Basically the algorithms are composed of two components. One is parameter
space optimization; the other is streaming correlation algorithm with parameters
computed in the first step. All of them need the library base.k and sketch.k

1. Parameter space optimization
The principle is that the parameter space is searched in a large scale first. 
Then the local finer search is performed around those good coarse parameter 
groups computed in the first step. This is justified by the continuity of recall
and precision in the parameter space.

Four parameters are to be computed. 
c: distance factor
f: parameter group fraction
N: Sketch size
g: Group size

The files are under the directory of \paraTest
(1)testgrid.k and grid_para.k
Objective:Compute the parameters in a coarse scale
Input: Test data
Output:postSets.l and preSets.l (See the comments in the file for explanation)
(2)benchmark.k
Objective:Compute the correlation by the naive pairwise comparison
Input: Test data
Output:benchmarkDist.l
(3)rec_prec.k
Objective:Compute the recall and precision
Input: postSet.l, preSet.l and benchmarkDist.l
Output:recall_precision.l
(4)local/R2/testGridlocal.k and local/R2/grid_para.k
Objective:Pick out those good coarse parameters from recall_precision around which
          the finer parameter groups are used in the experiemtns. It returns both 
          false and true positive(preLocalSets) and the true positives(postLocalSets). 
          They will be used to compute recall and precision by rec_prec.k
Input:test data, recall_precision.l
Output:preLocalSets.l and postLocalSets.l and goodpara.l
Note: Due to the complexity of combining different group size ( R=2,3,4) tests in one 
      file, I split them in R2 R3 R4. The only diffference is in parameter setting R=2  
      in grid_para.k. So only R2 is explained here.
(5)local/R2/rec_prec.k
Objective:Compute the finer parameter groups
Input:preLocalSets, postLocalSets, goodpara, benchmarkDist
Output:recall_precision_local
(6)stable/R2/putalltogether.k
Objective:Based on the Bootstrapping to test the stablity of the parameters
Input: benchmarkDist.l, recall_precision_local.l and test data
Output:recall_precision.l
(7)stable/R2/grid_para.k
Similar to local/R2/grid_para.k
(8)stable/std.k
Compute the mean and std of recall and precision of each parameter group, pick out good
for use (see proposal or paper for details).
input:recall_precision.l from the subdirectory
ouput:mean and std of the recall and prevision for each parameter group appearing in 
      recall_precision

2. Streaming correlation algorithm
The files include: streamingbw.k and grid.k
Please see the comments in the files for details on the usage.
streamingbw.k takes in the data stream and compute their sketches which are
thrown into the grid structures(grid.k or gridhash.k) to compute the 
correlation. 
Note: gridHash.k is the hash version of grid.k. GridHash.k employs a hash structure 
to save space which, however may results in conflicts.

3.Library
base.k and sketch.k contains the utilities such as dft. mean, etc. Users
are encouraged to read the comments in the files.

4. Final comments.
Before using the algorithms, please pay attention to the library link and data generation
(1) User needs to generate the symbolic link to base.k and sketch.k in each directory.
(2) The data format is a 2-dimentional matrix. Each row contains the time series. You may 
    generate it in K or load the practical data. See the comments for details

5. An example
Here an example is given to demonstrate how the system works.

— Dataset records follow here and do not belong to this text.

use std::collections::HashMap;
use std::ops::Add;
use std::sync::{Arc, RwLock};
use std::time::Duration;

use axum::http::StatusCode;
use axum::response::{IntoResponse, Response};
use time::OffsetDateTime;
use tracing::{info, warn};

/// Liveness of the consumer's long running tasks.
///
/// The poll loop reports `HealthyUntil` on every iteration. Worker units
/// report `Idle` while waiting on their queue and `BusyUntil` while a handler
/// runs, so a handler that never returns shows up as `Stalled` once the
/// deadline passes. The consumer is healthy only when every component is.
#[derive(Default, Debug)]
pub struct HealthStatus {
    pub healthy: bool,
    pub components: HashMap<String, ComponentStatus>,
}

impl IntoResponse for HealthStatus {
    fn into_response(self) -> Response {
        let body = format!("{self:?}");
        match self.healthy {
            true => (StatusCode::OK, body),
            false => (StatusCode::INTERNAL_SERVER_ERROR, body),
        }
        .into_response()
    }
}

#[derive(Debug, Clone, Eq, PartialEq)]
pub enum ComponentStatus {
    /// Set on registration, before the component first reports
    Starting,
    /// Loop component that must report again before the deadline
    HealthyUntil(OffsetDateTime),
    /// Worker waiting on an empty queue
    Idle,
    /// Worker inside a handler that should return before the deadline
    BusyUntil(OffsetDateTime),
    Unhealthy,
    /// A deadline was missed
    Stalled,
    /// The component exited, normally on close
    Stopped,
}

impl ComponentStatus {
    fn resolve(&self, now: OffsetDateTime) -> ComponentStatus {
        match self {
            ComponentStatus::HealthyUntil(until) | ComponentStatus::BusyUntil(until)
                if until.le(&now) =>
            {
                ComponentStatus::Stalled
            }
            status => status.clone(),
        }
    }

    pub fn is_healthy(&self) -> bool {
        match self.resolve(OffsetDateTime::now_utc()) {
            ComponentStatus::HealthyUntil(_)
            | ComponentStatus::Idle
            | ComponentStatus::BusyUntil(_) => true,
            _ => false,
        }
    }
}

type Components = Arc<RwLock<HashMap<String, ComponentStatus>>>;

#[derive(Clone)]
pub struct HealthHandle {
    component: String,
    deadline: Duration,
    components: Components,
}

impl HealthHandle {
    /// Must be called more frequently than the configured deadline
    pub fn report_healthy(&self) {
        self.report_status(ComponentStatus::HealthyUntil(
            OffsetDateTime::now_utc().add(self.deadline),
        ))
    }

    pub fn report_busy(&self) {
        self.report_status(ComponentStatus::BusyUntil(
            OffsetDateTime::now_utc().add(self.deadline),
        ))
    }

    pub fn report_idle(&self) {
        self.report_status(ComponentStatus::Idle)
    }

    pub fn report_status(&self, status: ComponentStatus) {
        match self.components.write() {
            Ok(mut map) => {
                map.insert(self.component.clone(), status);
            }
            Err(_) => warn!(component = %self.component, "poisoned health registry lock"),
        }
    }

    pub fn component(&self) -> &str {
        &self.component
    }
}

#[derive(Clone)]
pub struct HealthRegistry {
    name: String,
    components: Components,
}

impl HealthRegistry {
    pub fn new(name: &str) -> Self {
        Self {
            name: name.to_owned(),
            components: Default::default(),
        }
    }

    pub fn register(&self, component: String, deadline: Duration) -> HealthHandle {
        let handle = HealthHandle {
            component,
            deadline,
            components: self.components.clone(),
        };
        handle.report_status(ComponentStatus::Starting);
        handle
    }

    /// Mark every registered component as stopped
    pub fn stop_all(&self) {
        if let Ok(mut map) = self.components.write() {
            for status in map.values_mut() {
                *status = ComponentStatus::Stopped;
            }
        }
    }

    pub fn get_status(&self) -> HealthStatus {
        let Ok(components) = self.components.read() else {
            warn!("{} health check failed: poisoned registry lock", self.name);
            return HealthStatus::default();
        };

        let now = OffsetDateTime::now_utc();
        let components: HashMap<String, ComponentStatus> = components
            .iter()
            .map(|(name, status)| (name.clone(), status.resolve(now)))
            .collect();
        let healthy =
            !components.is_empty() && components.values().all(ComponentStatus::is_healthy);

        match healthy {
            true => info!("{} health check ok", self.name),
            false => warn!("{} health check failed: {:?}", self.name, components),
        }

        HealthStatus {
            healthy,
            components,
        }
    }
}

#[cfg(test)]
mod tests {
    use super::*;
    use std::ops::Sub;

    #[test]
    fn test_defaults_to_unhealthy() {
        let registry = HealthRegistry::new("liveness");
        assert!(!registry.get_status().healthy);
    }

    #[test]
    fn test_loop_and_workers() {
        let registry = HealthRegistry::new("liveness");
        let poll_loop = registry.register("poll_loop".to_string(), Duration::from_secs(30));
        let worker = registry.register("worker_0".to_string(), Duration::from_secs(30));

        let status = registry.get_status();
        assert!(!status.healthy);
        assert_eq!(
            status.components.get("poll_loop"),
            Some(&ComponentStatus::Starting)
        );

        poll_loop.report_healthy();
        worker.report_idle();
        assert!(registry.get_status().healthy);

        worker.report_busy();
        assert!(registry.get_status().healthy);

        worker.report_status(ComponentStatus::Unhealthy);
        assert!(!registry.get_status().healthy);
    }

    #[test]
    fn test_missed_deadline_is_stalled() {
        let registry = HealthRegistry::new("liveness");
        let worker = registry.register("worker_3".to_string(), Duration::from_secs(30));

        worker.report_status(ComponentStatus::BusyUntil(
            OffsetDateTime::now_utc().sub(time::Duration::seconds(1)),
        ));

        let status = registry.get_status();
        assert!(!status.healthy);
        assert_eq!(
            status.components.get("worker_3"),
            Some(&ComponentStatus::Stalled)
        );
    }

    #[test]
    fn test_stop_all() {
        let registry = HealthRegistry::new("liveness");
        let poll_loop = registry.register("poll_loop".to_string(), Duration::from_secs(30));
        poll_loop.report_healthy();
        assert!(registry.get_status().healthy);

        registry.stop_all();
        let status = registry.get_status();
        assert!(!status.healthy);
        assert_eq!(
            status.components.get("poll_loop"),
            Some(&ComponentStatus::Stopped)
        );
    }

    #[test]
    fn test_into_response() {
        let nok = HealthStatus::default().into_response();
        assert_eq!(nok.status(), StatusCode::INTERNAL_SERVER_ERROR);

        let ok = HealthStatus {
            healthy: true,
            components: Default::default(),
        }
        .into_response();
        assert_eq!(ok.status(), StatusCode::OK);
    }
}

(1) Come to \paraTest\testgrid.
(2) Our goal is to test and choose a couple of good parameter groups. If users know which group of 
paremters will be tested on, put it in the same directory. Otherwise system will automatically
sample the parameter space uniformally. We assume system generated parameter groups are used.
(3)Users can choose to load the practical data or simulate by generating the data with 
ts:genRandomWalkMatrix[n_stream;size]. This can be done automatically by removing the comment before 
the function in testgrid.k. If user choose the simulation, pleaes save the data generated for 
later use in benchmark.k.
(2) Run testgrid and output preSets.l and postSets.l
(3) Run benchmark.k on the random data generated in step 3 and output benchmarkDist.l
(4) Run rec_prec.l and output recall_precision.l
(5) Copy recall_precision.l in \local\R2
(6) The goal of this directory is to screen those bad parameter groups and perform local finer 
search surrounding the good paramter groups. 
(7) testgridlocal.k is quite similar to testgrid.k in step (2). If users choose to load the 
practical data in step (3), put the same data set in this directory. Otherwise generate random
data or reuse the data generated as above
(8) To rule out those bad paramters, users can specify the threshold for recall and precision
in testgridlocal.k. The default is recall=0.99 and precision=0.01. 
(9) Run testgridlocal.k and output preLocalSets.l and postLocalSets.l and goodpara.l
(10) Run rec_prec.k and output recall_precision_local.l 
(11) Copy recall_precision_local.l to \paraTest\stable\R2. Enter this directory.
(12) The goal of this directory is to test the stability of the finer parameter groups computed
in the previous step.
(13) Again we need to take off the apparantly bad parameters based on their recall and 
precision. This is performed in putalltogether.k. Users are again required to specify the recall 
and precision threshold. The default values are recall=0.99 and precision=0.04
(14) Data sources come the same way as in Step 3 and 7
(15) Run putalltogether.k and output recall_precision.l which contains a bunch of recall and precision 
pairs for each parameter group.
(16) Copy recall_precision.l to the upper directory
(17) Run std.k and output the mean and std of each parameter group;
(18) Pick out the parameter group with low std as well as high average recall and precision.
(19) We are now in a position to run the main system by putting the selected parameters f, c and 
R(2,3 or 4) in \sketch\grid.k. Before running the program, set the correlation threshold in 
\sketch\streamingbw.k
(20) Run \sketch\streamingbw.k. The highly correlated pairs are output to the screen. We are done.